TASK:
Every line of the material is to be repeated exactly as it stands.

ENTRIES PROVIDED:
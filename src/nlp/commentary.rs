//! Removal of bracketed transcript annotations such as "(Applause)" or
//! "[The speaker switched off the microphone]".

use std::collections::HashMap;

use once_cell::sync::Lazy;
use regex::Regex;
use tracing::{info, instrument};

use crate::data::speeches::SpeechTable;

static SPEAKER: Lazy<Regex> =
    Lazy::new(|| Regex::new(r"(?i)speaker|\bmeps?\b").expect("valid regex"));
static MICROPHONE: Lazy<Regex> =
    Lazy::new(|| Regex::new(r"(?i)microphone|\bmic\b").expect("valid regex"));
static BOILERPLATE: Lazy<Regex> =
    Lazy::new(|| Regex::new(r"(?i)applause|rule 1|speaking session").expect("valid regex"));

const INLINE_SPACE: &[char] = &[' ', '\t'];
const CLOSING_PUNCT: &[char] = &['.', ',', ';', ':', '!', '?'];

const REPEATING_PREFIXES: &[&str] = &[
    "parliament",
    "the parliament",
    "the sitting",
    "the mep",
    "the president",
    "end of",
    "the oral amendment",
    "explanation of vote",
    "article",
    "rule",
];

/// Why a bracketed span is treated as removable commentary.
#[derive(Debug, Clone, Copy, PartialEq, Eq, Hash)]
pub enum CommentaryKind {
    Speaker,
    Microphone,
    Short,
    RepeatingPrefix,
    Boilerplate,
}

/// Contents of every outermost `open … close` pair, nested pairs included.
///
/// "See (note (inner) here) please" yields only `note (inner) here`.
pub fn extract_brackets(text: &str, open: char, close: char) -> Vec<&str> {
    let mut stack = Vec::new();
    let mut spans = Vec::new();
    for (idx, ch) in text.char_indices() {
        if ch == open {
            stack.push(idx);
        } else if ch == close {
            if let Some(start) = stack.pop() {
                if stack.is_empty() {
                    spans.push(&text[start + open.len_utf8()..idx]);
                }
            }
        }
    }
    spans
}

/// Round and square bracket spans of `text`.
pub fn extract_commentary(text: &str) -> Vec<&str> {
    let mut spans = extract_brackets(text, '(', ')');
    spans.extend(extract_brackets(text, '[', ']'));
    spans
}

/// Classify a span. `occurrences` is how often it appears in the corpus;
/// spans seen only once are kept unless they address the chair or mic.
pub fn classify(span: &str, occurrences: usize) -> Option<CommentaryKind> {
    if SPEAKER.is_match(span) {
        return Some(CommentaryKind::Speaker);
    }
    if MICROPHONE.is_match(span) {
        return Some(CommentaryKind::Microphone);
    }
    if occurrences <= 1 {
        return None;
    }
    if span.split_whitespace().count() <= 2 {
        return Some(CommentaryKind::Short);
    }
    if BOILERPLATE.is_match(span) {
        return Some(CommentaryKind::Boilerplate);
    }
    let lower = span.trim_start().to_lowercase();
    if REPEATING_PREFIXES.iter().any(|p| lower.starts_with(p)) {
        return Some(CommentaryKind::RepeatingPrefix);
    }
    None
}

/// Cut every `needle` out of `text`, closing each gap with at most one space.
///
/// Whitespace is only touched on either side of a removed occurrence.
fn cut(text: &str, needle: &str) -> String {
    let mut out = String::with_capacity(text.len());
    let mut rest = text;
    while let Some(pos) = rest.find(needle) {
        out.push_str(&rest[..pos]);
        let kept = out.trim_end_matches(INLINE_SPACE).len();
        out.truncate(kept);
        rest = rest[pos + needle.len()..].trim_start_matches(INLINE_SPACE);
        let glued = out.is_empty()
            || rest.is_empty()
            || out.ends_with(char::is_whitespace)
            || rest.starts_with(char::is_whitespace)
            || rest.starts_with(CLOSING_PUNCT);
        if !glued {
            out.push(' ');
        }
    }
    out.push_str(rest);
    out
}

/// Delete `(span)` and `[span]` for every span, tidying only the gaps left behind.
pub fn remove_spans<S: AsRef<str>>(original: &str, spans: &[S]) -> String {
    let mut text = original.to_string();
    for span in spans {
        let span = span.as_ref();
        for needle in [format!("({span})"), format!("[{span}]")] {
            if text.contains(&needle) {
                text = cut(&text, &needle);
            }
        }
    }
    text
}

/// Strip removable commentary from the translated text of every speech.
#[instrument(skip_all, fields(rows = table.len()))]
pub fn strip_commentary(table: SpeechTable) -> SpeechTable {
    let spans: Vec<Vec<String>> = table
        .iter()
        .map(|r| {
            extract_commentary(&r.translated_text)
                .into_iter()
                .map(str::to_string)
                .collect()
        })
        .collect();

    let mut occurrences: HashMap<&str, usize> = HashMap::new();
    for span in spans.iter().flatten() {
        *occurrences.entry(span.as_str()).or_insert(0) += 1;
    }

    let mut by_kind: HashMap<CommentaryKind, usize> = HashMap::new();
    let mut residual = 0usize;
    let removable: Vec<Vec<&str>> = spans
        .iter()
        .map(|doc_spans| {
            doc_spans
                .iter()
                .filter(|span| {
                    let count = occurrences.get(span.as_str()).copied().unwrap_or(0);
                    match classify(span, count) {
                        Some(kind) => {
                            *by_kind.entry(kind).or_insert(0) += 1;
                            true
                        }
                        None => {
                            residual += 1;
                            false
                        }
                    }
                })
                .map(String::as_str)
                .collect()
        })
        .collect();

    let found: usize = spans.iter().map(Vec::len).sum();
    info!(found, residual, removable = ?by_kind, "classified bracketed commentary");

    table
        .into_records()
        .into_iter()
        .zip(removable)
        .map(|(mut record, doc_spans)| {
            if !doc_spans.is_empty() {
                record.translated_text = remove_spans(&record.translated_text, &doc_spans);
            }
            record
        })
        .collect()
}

ANSWER TO THIS TASK:
filename src/nlp/commentary.rs
//! Removal of bracketed transcript annotations such as "(Applause)" or
//! "[The speaker switched off the microphone]".

use std::collections::HashMap;

use once_cell::sync::Lazy;
use regex::Regex;
use tracing::{info, instrument};

use crate::data::speeches::SpeechTable;

static SPEAKER: Lazy<Regex> =
    Lazy::new(|| Regex::new(r"(?i)speaker|\bmeps?\b").expect("valid regex"));
static MICROPHONE: Lazy<Regex> =
    Lazy::new(|| Regex::new(r"(?i)microphone|\bmic\b").expect("valid regex"));
static BOILERPLATE: Lazy<Regex> =
    Lazy::new(|| Regex::new(r"(?i)applause|rule 1|speaking session").expect("valid regex"));

const INLINE_SPACE: &[char] = &[' ', '\t'];
const CLOSING_PUNCT: &[char] = &['.', ',', ';', ':', '!', '?'];

const REPEATING_PREFIXES: &[&str] = &[
    "parliament",
    "the parliament",
    "the sitting",
    "the mep",
    "the president",
    "end of",
    "the oral amendment",
    "explanation of vote",
    "article",
    "rule",
];

/// Why a bracketed span is treated as removable commentary.
#[derive(Debug, Clone, Copy, PartialEq, Eq, Hash)]
pub enum CommentaryKind {
    Speaker,
    Microphone,
    Short,
    RepeatingPrefix,
    Boilerplate,
}

/// Contents of every outermost `open … close` pair, nested pairs included.
///
/// "See (note (inner) here) please" yields only `note (inner) here`.
pub fn extract_brackets(text: &str, open: char, close: char) -> Vec<&str> {
    let mut stack = Vec::new();
    let mut spans = Vec::new();
    for (idx, ch) in text.char_indices() {
        if ch == open {
            stack.push(idx);
        } else if ch == close {
            if let Some(start) = stack.pop() {
                if stack.is_empty() {
                    spans.push(&text[start + open.len_utf8()..idx]);
                }
            }
        }
    }
    spans
}

/// Round and square bracket spans of `text`.
pub fn extract_commentary(text: &str) -> Vec<&str> {
    let mut spans = extract_brackets(text, '(', ')');
    spans.extend(extract_brackets(text, '[', ']'));
    spans
}

/// Classify a span. `occurrences` is how often it appears in the corpus;
/// spans seen only once are kept unless they address the chair or mic.
pub fn classify(span: &str, occurrences: usize) -> Option<CommentaryKind> {
    if SPEAKER.is_match(span) {
        return Some(CommentaryKind::Speaker);
    }
    if MICROPHONE.is_match(span) {
        return Some(CommentaryKind::Microphone);
    }
    if occurrences <= 1 {
        return None;
    }
    if span.split_whitespace().count() <= 2 {
        return Some(CommentaryKind::Short);
    }
    if BOILERPLATE.is_match(span) {
        return Some(CommentaryKind::Boilerplate);
    }
    let lower = span.trim_start().to_lowercase();
    if REPEATING_PREFIXES.iter().any(|p| lower.starts_with(p)) {
        return Some(CommentaryKind::RepeatingPrefix);
    }
    None
}

/// Cut every `needle` out of `text`, closing each gap with at most one space.
///
/// Whitespace is only touched on either side of a removed occurrence.
fn cut(text: &str, needle: &str) -> String {
    let mut out = String::with_capacity(text.len());
    let mut rest = text;
    while let Some(pos) = rest.find(needle) {
        out.push_str(&rest[..pos]);
        let kept = out.trim_end_matches(INLINE_SPACE).len();
        out.truncate(kept);
        rest = rest[pos + needle.len()..].trim_start_matches(INLINE_SPACE);
        let glued = out.is_empty()
            || rest.is_empty()
            || out.ends_with(char::is_whitespace)
            || rest.starts_with(char::is_whitespace)
            || rest.starts_with(CLOSING_PUNCT);
        if !glued {
            out.push(' ');
        }
    }
    out.push_str(rest);
    out
}

/// Delete `(span)` and `[span]` for every span, tidying only the gaps left behind.
pub fn remove_spans<S: AsRef<str>>(original: &str, spans: &[S]) -> String {
    let mut text = original.to_string();
    for span in spans {
        let span = span.as_ref();
        for needle in [format!("({span})"), format!("[{span}]")] {
            if text.contains(&needle) {
                text = cut(&text, &needle);
            }
        }
    }
    text
}

/// Strip removable commentary from the translated text of every speech.
#[instrument(skip_all, fields(rows = table.len()))]
pub fn strip_commentary(table: SpeechTable) -> SpeechTable {
    let spans: Vec<Vec<String>> = table
        .iter()
        .map(|r| {
            extract_commentary(&r.translated_text)
                .into_iter()
                .map(str::to_string)
                .collect()
        })
        .collect();

    let mut occurrences: HashMap<&str, usize> = HashMap::new();
    for span in spans.iter().flatten() {
        *occurrences.entry(span.as_str()).or_insert(0) += 1;
    }

    let mut by_kind: HashMap<CommentaryKind, usize> = HashMap::new();
    let mut residual = 0usize;
    let removable: Vec<Vec<&str>> = spans
        .iter()
        .map(|doc_spans| {
            doc_spans
                .iter()
                .filter(|span| {
                    let count = occurrences.get(span.as_str()).copied().unwrap_or(0);
                    match classify(span, count) {
                        Some(kind) => {
                            *by_kind.entry(kind).or_insert(0) += 1;
                            true
                        }
                        None => {
                            residual += 1;
                            false
                        }
                    }
                })
                .map(String::as_str)
                .collect()
        })
        .collect();

    let found: usize = spans.iter().map(Vec::len).sum();
    info!(found, residual, removable = ?by_kind, "classified bracketed commentary");

    table
        .into_records()
        .into_iter()
        .zip(removable)
        .map(|(mut record, doc_spans)| {
            if !doc_spans.is_empty() {
                record.translated_text = remove_spans(&record.translated_text, &doc_spans);
            }
            record
        })
        .collect()
}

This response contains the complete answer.